Algorand(ALGO) Vakfı, 2025+ Yol Haritası’nı duyurarak blokzincirin gerçek dünya kullanımlarına odaklı yeni bir stratejiye geçiş yapacağını açıkladı. Yeni plan doğrultusunda vakıf; dijital kimlik, varlık tokenizasyonu ve yapay zekâ tabanlı geliştirici araçları gibi inovatif alanlara ağırlık vererek, piyasa değeri 1 kentilyon Kore wonu olarak öngörülen tokenizasyon pazarında pay sahibi olmayı hedefliyor.
Bu hamle, son yıllarda rekabetin yoğunlaştığı katman-1 (Layer-1) blokzincir sahnesinde Ethereum(ETH) ve Solana(SOL) gibi rakiplerine karşı geride kalan Algorand’un yeniden güç kazanmak için attığı adım olarak değerlendiriliyor. Algorand Vakfı CEO’su Staci Warden’ın açıklamasına göre amaç, fiziksel ekonomi ile dijital altyapıyı entegre ederek, otonom dijital kimlik sistemleri, günlük ödemeler ve servet birikimi için kullanılan varlık tokenizasyonunu gerçeğe dönüştürmek.
Yol haritasındaki önemli değişikliklerden biri, ‘Project King Safety’ adı verilen protokol yeniden tasarımı. Bu dönüşüm, işlem ücretleri ve ağ teşviklerinin yapısını elden geçirerek blokzincirin ‘özerklik’ ve ‘güvenlik’ düzeyini yükseltmeyi amaçlıyor.
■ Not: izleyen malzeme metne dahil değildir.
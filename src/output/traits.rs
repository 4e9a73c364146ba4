//! Report writer traits and types
//!
//! This module defines the trait interface for report writers and the error
//! type shared by every export format.

use crate::model::CategorizedRecord;
use std::path::Path;
use thiserror::Error;

/// Column headers, in the order every format writes them
pub const COLUMNS: [&str; 3] = ["url", "category", "lastmod"];

/// Errors that can occur during export
#[derive(Debug, Error)]
pub enum ExportError {
    #[error("IO error: {0}")]
    Io(#[from] std::io::Error),

    #[error("CSV error: {0}")]
    Csv(#[from] csv::Error),

    #[error("XLSX error: {0}")]
    Xlsx(#[from] rust_xlsxwriter::XlsxError),
}

/// Result type for export operations
pub type ExportResult<T> = Result<T, ExportError>;

/// Trait for report writers
///
/// A writer serializes categorized records as a table with a header row
/// (`url`, `category`, `lastmod`) followed by one row per record.
pub trait ReportWriter {
    /// Writes all records to `path`, replacing any existing file
    ///
    /// # Arguments
    ///
    /// * `records` - The records to write, in order
    /// * `path` - Destination file
    fn write(&self, records: &[CategorizedRecord], path: &Path) -> ExportResult<()>;
}

/// Splits a record into its cells, in column order
pub(crate) fn record_cells(record: &CategorizedRecord) -> [&str; 3] {
    [
        record.url.as_str(),
        record.category.as_str(),
        record.lastmod_cell(),
    ]
}
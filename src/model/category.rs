//! URL category definitions
//!
//! Every exported URL carries exactly one of these categories.

use std::fmt;

/// Coarse category assigned to a URL by its path
#[derive(Debug, Clone, Copy, PartialEq, Eq, Hash, PartialOrd, Ord, Default)]
pub enum Category {
    /// Anything that matches no other rule
    #[default]
    Page,

    /// `/product/<handle>` or `/products/<handle>`
    Product,

    /// `/collection/<handle>` or `/collections/<handle>`
    Collection,

    /// `/blog/<blog>/<post>` or `/blogs/<blog>/<post>`
    Blog,
}

impl Category {
    /// Returns the lowercase name written to reports
    pub fn as_str(&self) -> &'static str {
        match self {
            Self::Page => "page",
            Self::Product => "product",
            Self::Collection => "collection",
            Self::Blog => "blog",
        }
    }

    /// Returns all categories in their fixed display order
    pub fn all() -> [Self; 4] {
        [Self::Page, Self::Product, Self::Collection, Self::Blog]
    }
}

impl fmt::Display for Category {
    fn fmt(&self, f: &mut fmt::Formatter<'_>) -> fmt::Result {
        f.write_str(self.as_str())
    }
}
Projeye dair teknik belgelerin bu yılın ikinci yarısında yayımlanması planlanıyor.
Bununla birlikte vakıf, 2025’in üçüncü çeyreğinden itibaren mevcut hibe programını ‘zincir üstü topluluk odaklı yönetişim’ modeline tam olarak geçirmeyi hedefliyor. Açıklamalara göre bu sistem, kullanıcıların karar alma süreçlerine doğrudan katılımını sağlarken dağıtım süreçlerini de ‘şeffaf’ hale getirecek. Yıl sonuna kadar resmi teklif ve oylama altyapısı da sunulacak.
Teknik alanda ise geliştirilen Algokit 4.0 dikkat çekiyor. Araç, yapay zekâ destekli kod üretimi, çoklu programlama dili desteği, daha geliştirilebilir veri yapıları ve hızlandırılmış akıllı sözleşme geliştirme gibi özelliklerle hem yeni başlayanları hem de profesyonel geliştiricileri hedefliyor. Yayın tarihi 2026 olarak belirlendi.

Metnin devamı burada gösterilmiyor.